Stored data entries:

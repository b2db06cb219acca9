//! BatchSyncCoordinator — paced batch over one owner's cases
//!
//! Sequential by design: the registry is a scarce, rate-limited resource,
//! so cases are synced one at a time with an enforced delay between them.
//! Parallelizing would defeat the rate-limit budget.

use std::time::Duration;

use shared::models::MonitoredProcess;
use shared::sync::{BatchSyncResult, SyncAttemptResult};
use tokio_util::sync::CancellationToken;

use super::syncer::{ProcessSyncer, SyncMode};

pub struct BatchSyncCoordinator {
    syncer: ProcessSyncer,
    delay: Duration,
    cancel: CancellationToken,
}

impl BatchSyncCoordinator {
    pub fn new(syncer: ProcessSyncer, delay: Duration) -> Self {
        Self {
            syncer,
            delay,
            cancel: CancellationToken::new(),
        }
    }

    /// Attach a caller-held token; cancellation is honored between cases,
    /// never mid-case
    pub fn with_cancellation(mut self, cancel: CancellationToken) -> Self {
        self.cancel = cancel;
        self
    }

    /// Sync every case in list order. One case's failure is recorded and
    /// iteration continues; the batch never aborts early on errors.
    pub async fn sync_all(&self, processes: &[MonitoredProcess]) -> BatchSyncResult {
        let mut attempts: Vec<SyncAttemptResult> = Vec::with_capacity(processes.len());
        let mut cancelled = self.cancel.is_cancelled();

        for (i, process) in processes.iter().enumerate() {
            if cancelled {
                break;
            }

            // Inter-case pacing; a cancellation during the wait stops the
            // batch before the next case starts
            if i > 0 {
                tokio::select! {
                    _ = tokio::time::sleep(self.delay) => {}
                    _ = self.cancel.cancelled() => {
                        cancelled = true;
                        break;
                    }
                }
            }

            attempts.push(self.syncer.sync_one(process, SyncMode::Notify).await);
        }

        if cancelled {
            tracing::info!(
                attempted = attempts.len(),
                total = processes.len(),
                "Batch sync cancelled"
            );
        }

        BatchSyncResult::from_attempts(attempts, cancelled)
    }

    /// Single-case convenience path; no pacing needed
    pub async fn sync_one(&self, process: &MonitoredProcess) -> SyncAttemptResult {
        self.syncer.sync_one(process, SyncMode::Notify).await
    }
}
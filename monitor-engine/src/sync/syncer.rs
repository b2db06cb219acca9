//! ProcessSyncer — one case, one unit of work
//!
//! Fetches the registry snapshot for a case, reconciles it against the
//! stored actuation set, persists what is new and refreshes the case's
//! denormalized summary. Succeeds or fails independently; failures are
//! folded into the returned result and never raised past the caller.

use std::sync::Arc;

use chrono::Utc;
use shared::models::{Actuation, MonitoredProcess};
use shared::registry::ProcessSnapshot;
use shared::sync::{SyncAttemptResult, SyncFailureKind};
use uuid::Uuid;

use super::reconciler::reconcile;
use crate::registry::RegistryClient;
use crate::store::{MonitoringStore, StoreError, SyncSummary};

/// Whether persisted actuations enter the notification path
#[derive(Debug, Clone, Copy, PartialEq, Eq)]
pub enum SyncMode {
    /// Regular sync: inserted rows are flagged `is_new` for the
    /// downstream notification consumer
    Notify,
    /// Initial seeding after registration: history is stored silently
    Seed,
}

pub struct ProcessSyncer {
    registry: Arc<dyn RegistryClient>,
    store: Arc<dyn MonitoringStore>,
}

impl ProcessSyncer {
    pub fn new(registry: Arc<dyn RegistryClient>, store: Arc<dyn MonitoringStore>) -> Self {
        Self { registry, store }
    }

    /// Sync one case. Every invocation resolves to exactly one terminal
    /// outcome; the store is never touched after a fetch failure.
    pub async fn sync_one(&self, process: &MonitoredProcess, mode: SyncMode) -> SyncAttemptResult {
        let snapshot = match self.registry.fetch_by_docket(&process.docket).await {
            Ok(snapshot) => snapshot,
            Err(e) => {
                tracing::warn!(docket = %process.docket, error = %e, "Registry fetch failed");
                return SyncAttemptResult::failed(
                    process.id,
                    &process.docket,
                    SyncFailureKind::Fetch,
                    e.to_string(),
                );
            }
        };

        // Docket unknown to the provider today: valid terminal state
        if snapshot.is_empty() {
            tracing::debug!(docket = %process.docket, "Docket unknown to registry");
            return SyncAttemptResult::succeeded(process.id, &process.docket, 0);
        }

        match self.apply(process, &snapshot, mode).await {
            Ok(inserted) => {
                if inserted > 0 {
                    tracing::info!(
                        docket = %process.docket,
                        new_actuations = inserted,
                        "Sync persisted new actuations"
                    );
                }
                SyncAttemptResult::succeeded(process.id, &process.docket, inserted)
            }
            Err(e) => {
                tracing::error!(docket = %process.docket, error = %e, "Sync persistence failed");
                SyncAttemptResult::failed(
                    process.id,
                    &process.docket,
                    SyncFailureKind::Store,
                    e.to_string(),
                )
            }
        }
    }

    async fn apply(
        &self,
        process: &MonitoredProcess,
        snapshot: &ProcessSnapshot,
        mode: SyncMode,
    ) -> Result<u32, StoreError> {
        let existing = self.store.actuation_keys(process.id).await?;
        let fresh = reconcile(&existing, &snapshot.actuations);

        if fresh.is_empty() {
            // Nothing new; at most fill a forum we did not know yet
            if let Some(forum) = &snapshot.forum {
                self.store.set_forum_if_absent(process.id, forum).await?;
            }
            return Ok(0);
        }

        let is_new = mode == SyncMode::Notify;
        let now = Utc::now();
        let rows: Vec<Actuation> = fresh
            .iter()
            .map(|a| Actuation {
                id: Uuid::new_v4(),
                process_id: process.id,
                date: a.date,
                kind: a.kind.clone(),
                annotation: a.annotation.clone(),
                start_date: a.start_date,
                end_date: a.end_date,
                is_new,
                created_at: now,
            })
            .collect();

        let inserted = self.store.insert_actuations(process.id, rows).await?;

        let most_recent = snapshot.most_recent();
        let summary = SyncSummary {
            // None leaves a previously known forum untouched
            forum: snapshot.forum.clone(),
            last_actuation_date: most_recent.map(|a| a.date).or(snapshot.most_recent_date),
            last_actuation_desc: most_recent.map(|a| a.description().to_string()),
        };
        self.store.update_sync_summary(process.id, summary).await?;

        Ok(inserted)
    }
}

- Task details -
From the records above, print only the lines between the one holding "independently; failures are" and the one holding "pub struct ProcessSyncer", inclusive, exactly as they stand.

- Solved problem -
//! denormalized summary. Succeeds or fails independently; failures are
//! folded into the returned result and never raised past the caller.

use std::sync::Arc;

use chrono::Utc;
use shared::models::{Actuation, MonitoredProcess};
use shared::registry::ProcessSnapshot;
use shared::sync::{SyncAttemptResult, SyncFailureKind};
use uuid::Uuid;

use super::reconciler::reconcile;
use crate::registry::RegistryClient;
use crate::store::{MonitoringStore, StoreError, SyncSummary};

/// Whether persisted actuations enter the notification path
#[derive(Debug, Clone, Copy, PartialEq, Eq)]
pub enum SyncMode {
    /// Regular sync: inserted rows are flagged `is_new` for the
    /// downstream notification consumer
    Notify,
    /// Initial seeding after registration: history is stored silently
    Seed,
}

pub struct ProcessSyncer {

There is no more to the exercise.